The invention relates to a method and a device for operating a steering system for a motor vehicle.

Such a steering system is known from DE-OS 40 31 316 (corresponds to US 5,205,371) and, insofar as it is relevant for understanding the present invention, is to be explained with reference to FIGS . 1 and 2. In such a steering system, the steering movements applied by the driver through the steering wheel 11 or 21 , the steering wheel angle δ _L detected by the sensor 28 , in the superposition gear 12 or 22 with the movements, the motor angle δ _M , the actuator bes 13 or 23 overlaid. The resulting total movement δ _L 'is transmitted via the steering gear 14 or the steering linkage 16 to the steerable wheels 15 a and 15 b for setting the steering angle δ _V. The actuator 13 or 23 can be designed as an electric motor. The functional principle of such a steering system is that the motor angle δ _M for influencing the dynamic behavior of the vehicle is determined depending on the steering wheel angle δ _L and depending on signals Sm, the steering wheel angle δ _{L being determined} via the sensor 28 and the signals Sm represent the vehicle movements detected by the sensors 26 . The overall steering angle results from the relationship

δ _L '= δ _L / i _ü + δ _M ,

where the gear ratio can be i _ü = 1 or i _ü ≈ 1.

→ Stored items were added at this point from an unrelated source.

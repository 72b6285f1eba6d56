//! Conflict detection and resolution.
//!
//! The detector classifies divergence between a local event and its remote
//! counterpart; the resolver applies the configured strategy to produce a
//! deterministic outcome or flags the conflict for manual resolution.

pub mod detector;
pub mod resolver;

use chrono::{DateTime, Utc};
use serde::{Deserialize, Serialize};
use uuid::Uuid;

use crate::config::ConflictStrategy;
use crate::event::SyncEvent;

pub use detector::{ConflictDetector, PairState};
pub use resolver::{ConflictResolver, FieldAuthority, MergePolicy, ResolutionOutcome, Side};

/// Kind of divergence between a local and a remote event.
#[derive(Debug, Clone, Copy, PartialEq, Eq, Serialize, Deserialize)]
#[serde(rename_all = "snake_case")]
pub enum ConflictType {
    /// The local event's window intersects a different, unlinked remote
    /// event's window on the same calendar.
    TimeOverlap,
    /// A linked pair where both sides changed since the last sync.
    ContentMismatch,
    /// One side's linked event is gone while the other side was modified.
    DeletionConflict,
}

/// A detected conflict between one local and one remote event.
///
/// Either side may be absent for deletion conflicts, never both.
/// Conflicts are append-only until resolved; resolution is recorded on the
/// record, never silently discarded.
#[derive(Debug, Clone, Serialize, Deserialize)]
pub struct ConflictDetails {
    pub id: Uuid,
    pub config_id: Uuid,
    pub conflict_type: ConflictType,
    pub local: Option<SyncEvent>,
    pub remote: Option<SyncEvent>,
    pub detected_at: DateTime<Utc>,
    /// True when the strategy is `prompt` and a human must decide.
    pub resolution_required: bool,
    pub resolved_at: Option<DateTime<Utc>>,
    pub resolution: Option<AppliedResolution>,
}

impl ConflictDetails {
    pub fn new(
        config_id: Uuid,
        conflict_type: ConflictType,
        local: Option<SyncEvent>,
        remote: Option<SyncEvent>,
    ) -> Self {
        debug_assert!(local.is_some() || remote.is_some());
        ConflictDetails {
            id: Uuid::new_v4(),
            config_id,
            conflict_type,
            local,
            remote,
            detected_at: Utc::now(),
            resolution_required: false,
            resolved_at: None,
            resolution: None,
        }
    }

    pub fn is_open(&self) -> bool {
        self.resolved_at.is_none()
    }

    /// Key identifying the pair this conflict is about, used to guarantee at
    /// most one open conflict per pair.
    pub fn pair_key(&self) -> String {
        let linked = self
            .local
            .as_ref()
            .and_then(|e| e.external_id.as_deref())
            .or_else(|| self.remote.as_ref().and_then(|e| e.external_id.as_deref()));
        match linked {
            Some(ext) => format!("ext:{ext}"),
            None => {
                let local_id = self.local.as_ref().map(|e| e.id.as_str()).unwrap_or("");
                let remote_id = self.remote.as_ref().map(|e| e.id.as_str()).unwrap_or("");
                format!("ids:{local_id}:{remote_id}")
            }
        }
    }
}

/// Record of how a conflict was resolved.
#[derive(Debug, Clone, Serialize, Deserialize)]
pub struct AppliedResolution {
    pub strategy: ConflictStrategy,
    pub outcome: ResolutionOutcome,
    pub applied_at: DateTime<Utc>,
}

DE-A1-36 25 392 shows the delivery of a correction signal to an actuator that influences the front wheel steering angle. The correction signal is dependent on a target-actual yaw speed deviation.

The compensation of cross wind influences by an over stored steering angle intervention shows the GB-PS 1,414,206.

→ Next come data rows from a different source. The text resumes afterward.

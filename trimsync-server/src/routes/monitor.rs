//! Real-time monitor channel: an SSE stream of sync lifecycle events.
//!
//! Clients reconnect with jittered exponential backoff on their side; the
//! keep-alive comment keeps intermediaries from closing idle streams.

use std::convert::Infallible;

use axum::{
    extract::State,
    response::sse::{Event, KeepAlive, Sse},
    routing::get,
    Router,
};
use futures::stream::Stream;
use tokio::sync::broadcast::error::RecvError;

use crate::state::AppState;

pub fn router() -> Router<AppState> {
    Router::new().route("/sync/monitor", get(monitor_stream))
}

/// GET /sync/monitor - Subscribe to sync lifecycle events
async fn monitor_stream(
    State(state): State<AppState>,
) -> Sse<impl Stream<Item = Result<Event, Infallible>>> {
    let receiver = state.monitor.subscribe();

    let stream = futures::stream::unfold(receiver, |mut receiver| async move {
        loop {
            match receiver.recv().await {
                Ok(event) => match Event::default().json_data(&event) {
                    Ok(sse_event) => return Some((Ok(sse_event), receiver)),
                    Err(err) => {
                        tracing::warn!(error = %err, "failed to serialize monitor event");
                        continue;
                    }
                },
                // A slow consumer skips the overwritten backlog and
                // continues from the current position.
                Err(RecvError::Lagged(skipped)) => {
                    tracing::debug!(skipped, "monitor subscriber lagged");
                    continue;
                }
                Err(RecvError::Closed) => return None,
            }
        }
    });

    Sse::new(stream).keep_alive(KeepAlive::default())
}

DE-OS 40 38 079 (corresponds to US 5,316,379) shows one Superposition of a steering component (compensation steering angle) on Front wheel and / or rear wheel. The compensation steering angle, which is dependent on the brake pressure differences, compensated the yaw movement in so-called µ-split braking, that is, during braking, where the road surface friction significantly ver. on the right and left side of the lane are divorced. However, this can lead to the problem that the brake pressure difference is only an inaccurate measure of that Yaw moment represents, in particular by different Tires left and right, fading, uneven brake ver wear, ABS malfunction or brake circuit failure can be faked.  

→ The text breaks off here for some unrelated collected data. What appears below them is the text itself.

//! Strategy application for detected conflicts.

use chrono::{DateTime, Utc};
use serde::{Deserialize, Serialize};

use crate::config::ConflictStrategy;
use crate::conflict::{AppliedResolution, ConflictDetails};
use crate::event::SyncEvent;

/// Which side a kept event originated from.
#[derive(Debug, Clone, Copy, PartialEq, Eq, Serialize, Deserialize)]
#[serde(rename_all = "snake_case")]
pub enum Side {
    Local,
    Remote,
}

/// Deterministic outcome of applying a strategy to a conflict.
#[derive(Debug, Clone, PartialEq, Serialize, Deserialize)]
#[serde(tag = "kind", rename_all = "snake_case")]
pub enum ResolutionOutcome {
    /// The winner's content replaces the loser on both sides.
    Keep { content: SyncEvent, origin: Side },
    /// Field-level combination of both sides.
    Merged { content: SyncEvent },
    /// The deletion wins; the surviving copy is removed too.
    Delete,
    /// Strategy is `prompt`: held for a human operator, excluded from the
    /// write phase until resolved.
    Manual,
}

/// Per-field authority for the `merge` strategy.
#[derive(Debug, Clone, Copy, PartialEq, Eq, Serialize, Deserialize)]
#[serde(rename_all = "snake_case")]
pub enum FieldAuthority {
    Local,
    Remote,
    NewestWins,
}

/// Field-level merge policy.
///
/// Defaults: the remote side is authoritative for title, time window, and
/// location (the provider calendar is where reschedules happen); the local
/// side is authoritative for attendees and description, which carry
/// billing-adjacent client notes. Status falls back to newest-wins.
#[derive(Debug, Clone, Copy, Serialize, Deserialize)]
pub struct MergePolicy {
    pub title: FieldAuthority,
    pub time: FieldAuthority,
    pub location: FieldAuthority,
    pub description: FieldAuthority,
    pub attendees: FieldAuthority,
    pub status: FieldAuthority,
}

impl Default for MergePolicy {
    fn default() -> Self {
        MergePolicy {
            title: FieldAuthority::Remote,
            time: FieldAuthority::Remote,
            location: FieldAuthority::Remote,
            description: FieldAuthority::Local,
            attendees: FieldAuthority::Local,
            status: FieldAuthority::NewestWins,
        }
    }
}

pub struct ConflictResolver {
    policy: MergePolicy,
}

impl Default for ConflictResolver {
    fn default() -> Self {
        ConflictResolver {
            policy: MergePolicy::default(),
        }
    }
}

impl ConflictResolver {
    pub fn new(policy: MergePolicy) -> Self {
        ConflictResolver { policy }
    }

    /// Apply `strategy` to `conflict`.
    ///
    /// Idempotent: a conflict that already carries a resolution returns the
    /// recorded outcome unchanged, regardless of the strategy passed in.
    pub fn resolve(
        &self,
        conflict: &ConflictDetails,
        strategy: ConflictStrategy,
        sync_time: DateTime<Utc>,
    ) -> ResolutionOutcome {
        if let Some(applied) = &conflict.resolution {
            return applied.outcome.clone();
        }

        match strategy {
            ConflictStrategy::Prompt => ResolutionOutcome::Manual,
            ConflictStrategy::LocalWins => self.prefer(conflict, Side::Local, sync_time),
            ConflictStrategy::RemoteWins => self.prefer(conflict, Side::Remote, sync_time),
            ConflictStrategy::NewestWins => self.newest_wins(conflict, sync_time),
            ConflictStrategy::Merge => self.merge(conflict, sync_time),
        }
    }

    /// Build the record stored on a resolved conflict.
    pub fn applied(
        strategy: ConflictStrategy,
        outcome: ResolutionOutcome,
        at: DateTime<Utc>,
    ) -> AppliedResolution {
        AppliedResolution {
            strategy,
            outcome,
            applied_at: at,
        }
    }

    fn prefer(
        &self,
        conflict: &ConflictDetails,
        side: Side,
        sync_time: DateTime<Utc>,
    ) -> ResolutionOutcome {
        let winner = match side {
            Side::Local => conflict.local.as_ref(),
            Side::Remote => conflict.remote.as_ref(),
        };
        match winner {
            // Winner side was deleted: the deletion wins.
            None => ResolutionOutcome::Delete,
            Some(event) => {
                let mut content = event.clone();
                content.modified_at = sync_time;
                ResolutionOutcome::Keep {
                    content,
                    origin: side,
                }
            }
        }
    }

    fn newest_wins(
        &self,
        conflict: &ConflictDetails,
        sync_time: DateTime<Utc>,
    ) -> ResolutionOutcome {
        match (&conflict.local, &conflict.remote) {
            (Some(local), Some(remote)) => {
                // Ties prefer local: it is authoritative for billing fields.
                let side = if remote.modified_at > local.modified_at {
                    Side::Remote
                } else {
                    Side::Local
                };
                self.prefer(conflict, side, sync_time)
            }
            // Deletion conflict: the survivor carries the only
            // modifications newer than last sync, so it wins.
            (Some(_), None) => self.prefer(conflict, Side::Local, sync_time),
            (None, _) => self.prefer(conflict, Side::Remote, sync_time),
        }
    }

    fn merge(&self, conflict: &ConflictDetails, sync_time: DateTime<Utc>) -> ResolutionOutcome {
        let (local, remote) = match (&conflict.local, &conflict.remote) {
            (Some(l), Some(r)) => (l, r),
            // Nothing to merge with; fall back to newest_wins semantics.
            _ => return self.newest_wins(conflict, sync_time),
        };

        let pick = |authority: FieldAuthority| -> &SyncEvent {
            match authority {
                FieldAuthority::Local => local,
                FieldAuthority::Remote => remote,
                FieldAuthority::NewestWins => {
                    if remote.modified_at > local.modified_at {
                        remote
                    } else {
                        local
                    }
                }
            }
        };

        let mut content = local.clone();
        content.title = pick(self.policy.title).title.clone();
        content.start = pick(self.policy.time).start;
        content.end = pick(self.policy.time).end;
        content.location = pick(self.policy.location).location.clone();
        content.description = pick(self.policy.description).description.clone();
        content.attendees = pick(self.policy.attendees).attendees.clone();
        content.status = pick(self.policy.status).status;
        content.modified_at = sync_time;

        ResolutionOutcome::Merged { content }
    }
}

#[cfg(test)]
mod tests {
    use super::*;
    use crate::conflict::ConflictType;
    use chrono::{Duration, TimeZone};
    use uuid::Uuid;

    fn conflicting_pair() -> ConflictDetails {
        let start = Utc.with_ymd_and_hms(2025, 1, 10, 10, 0, 0).unwrap();
        let mut local = SyncEvent::new("Haircut + beard", start, start + Duration::minutes(30));
        local.description = Some("Regular client, prefers scissors".into());
        local.modified_at = Utc::now();

        let mut remote = local.clone();
        remote.title = "Haircut (moved)".into();
        remote.start = start + Duration::hours(1);
        remote.end = remote.start + Duration::minutes(30);
        remote.description = None;
        remote.modified_at = Utc::now() - Duration::minutes(30);

        ConflictDetails::new(
            Uuid::new_v4(),
            ConflictType::ContentMismatch,
            Some(local),
            Some(remote),
        )
    }

    #[test]
    fn local_wins_keeps_local_content() {
        let resolver = ConflictResolver::default();
        let conflict = conflicting_pair();
        let now = Utc::now();

        match resolver.resolve(&conflict, ConflictStrategy::LocalWins, now) {
            ResolutionOutcome::Keep { content, origin } => {
                assert_eq!(origin, Side::Local);
                assert_eq!(content.title, "Haircut + beard");
                assert_eq!(content.modified_at, now);
            }
            other => panic!("expected Keep, got {other:?}"),
        }
    }

    #[test]
    fn newest_wins_prefers_later_modification() {
        let resolver = ConflictResolver::default();
        let conflict = conflicting_pair();

        // Local was modified later in conflicting_pair().
        match resolver.resolve(&conflict, ConflictStrategy::NewestWins, Utc::now()) {
            ResolutionOutcome::Keep { origin, .. } => assert_eq!(origin, Side::Local),
            other => panic!("expected Keep, got {other:?}"),
        }
    }

    #[test]
    fn newest_wins_tie_prefers_local() {
        let resolver = ConflictResolver::default();
        let mut conflict = conflicting_pair();
        let t = Utc::now();
        conflict.local.as_mut().unwrap().modified_at = t;
        conflict.remote.as_mut().unwrap().modified_at = t;

        match resolver.resolve(&conflict, ConflictStrategy::NewestWins, Utc::now()) {
            ResolutionOutcome::Keep { origin, .. } => assert_eq!(origin, Side::Local),
            other => panic!("expected Keep, got {other:?}"),
        }
    }

    #[test]
    fn merge_follows_field_policy() {
        let resolver = ConflictResolver::default();
        let conflict = conflicting_pair();

        match resolver.resolve(&conflict, ConflictStrategy::Merge, Utc::now()) {
            ResolutionOutcome::Merged { content } => {
                // Remote authoritative for title/time.
                assert_eq!(content.title, "Haircut (moved)");
                assert_eq!(content.start, conflict.remote.as_ref().unwrap().start);
                // Local authoritative for description.
                assert_eq!(
                    content.description.as_deref(),
                    Some("Regular client, prefers scissors")
                );
            }
            other => panic!("expected Merged, got {other:?}"),
        }
    }

    #[test]
    fn prompt_requires_manual_resolution() {
        let resolver = ConflictResolver::default();
        let conflict = conflicting_pair();
        assert_eq!(
            resolver.resolve(&conflict, ConflictStrategy::Prompt, Utc::now()),
            ResolutionOutcome::Manual
        );
    }

    #[test]
    fn resolution_is_deterministic() {
        let resolver = ConflictResolver::default();
        let conflict = conflicting_pair();
        let t = Utc::now();
        let first = resolver.resolve(&conflict, ConflictStrategy::Merge, t);
        let second = resolver.resolve(&conflict, ConflictStrategy::Merge, t);
        assert_eq!(first, second);
    }

    #[test]
    fn resolving_resolved_conflict_is_noop() {
        let resolver = ConflictResolver::default();
        let mut conflict = conflicting_pair();
        let t = Utc::now();

        let outcome = resolver.resolve(&conflict, ConflictStrategy::LocalWins, t);
        conflict.resolution = Some(ConflictResolver::applied(
            ConflictStrategy::LocalWins,
            outcome.clone(),
            t,
        ));
        conflict.resolved_at = Some(t);

        // A different strategy later must not change the recorded outcome.
        let again = resolver.resolve(&conflict, ConflictStrategy::RemoteWins, Utc::now());
        assert_eq!(again, outcome);
    }

    #[test]
    fn deletion_conflict_local_wins_on_deleted_local_deletes() {
        let resolver = ConflictResolver::default();
        let remote = conflicting_pair().remote;
        let conflict = ConflictDetails::new(
            Uuid::new_v4(),
            ConflictType::DeletionConflict,
            None,
            remote,
        );
        assert_eq!(
            resolver.resolve(&conflict, ConflictStrategy::LocalWins, Utc::now()),
            ResolutionOutcome::Delete
        );
    }
}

In the publication Ackermann et al .: "Driving safety through robust steering control ", automation technology 44 (1996) 5, pages 219 to 225, the Gierdy is suggested namik a motor vehicle by a steering intervention to be influence, in particular an integrating controller (I controller) is provided.

Although for the settlement of large disturbances, like them e.g. B. with µ-split ABS braking or strong cross winds occur with an integrating yaw rate controller high gain is particularly suitable such controller on the other hand for small disturbances, such as. B. slight bumps, frequent steering interventions that are unnecessary and are disturbing.

The object of the present invention is that Yawing behavior of a vehicle due to steering intervention without causing unnecessary frequent steering interventions sen.

This task is carried out by the combinations of features of the independent pending claims resolved.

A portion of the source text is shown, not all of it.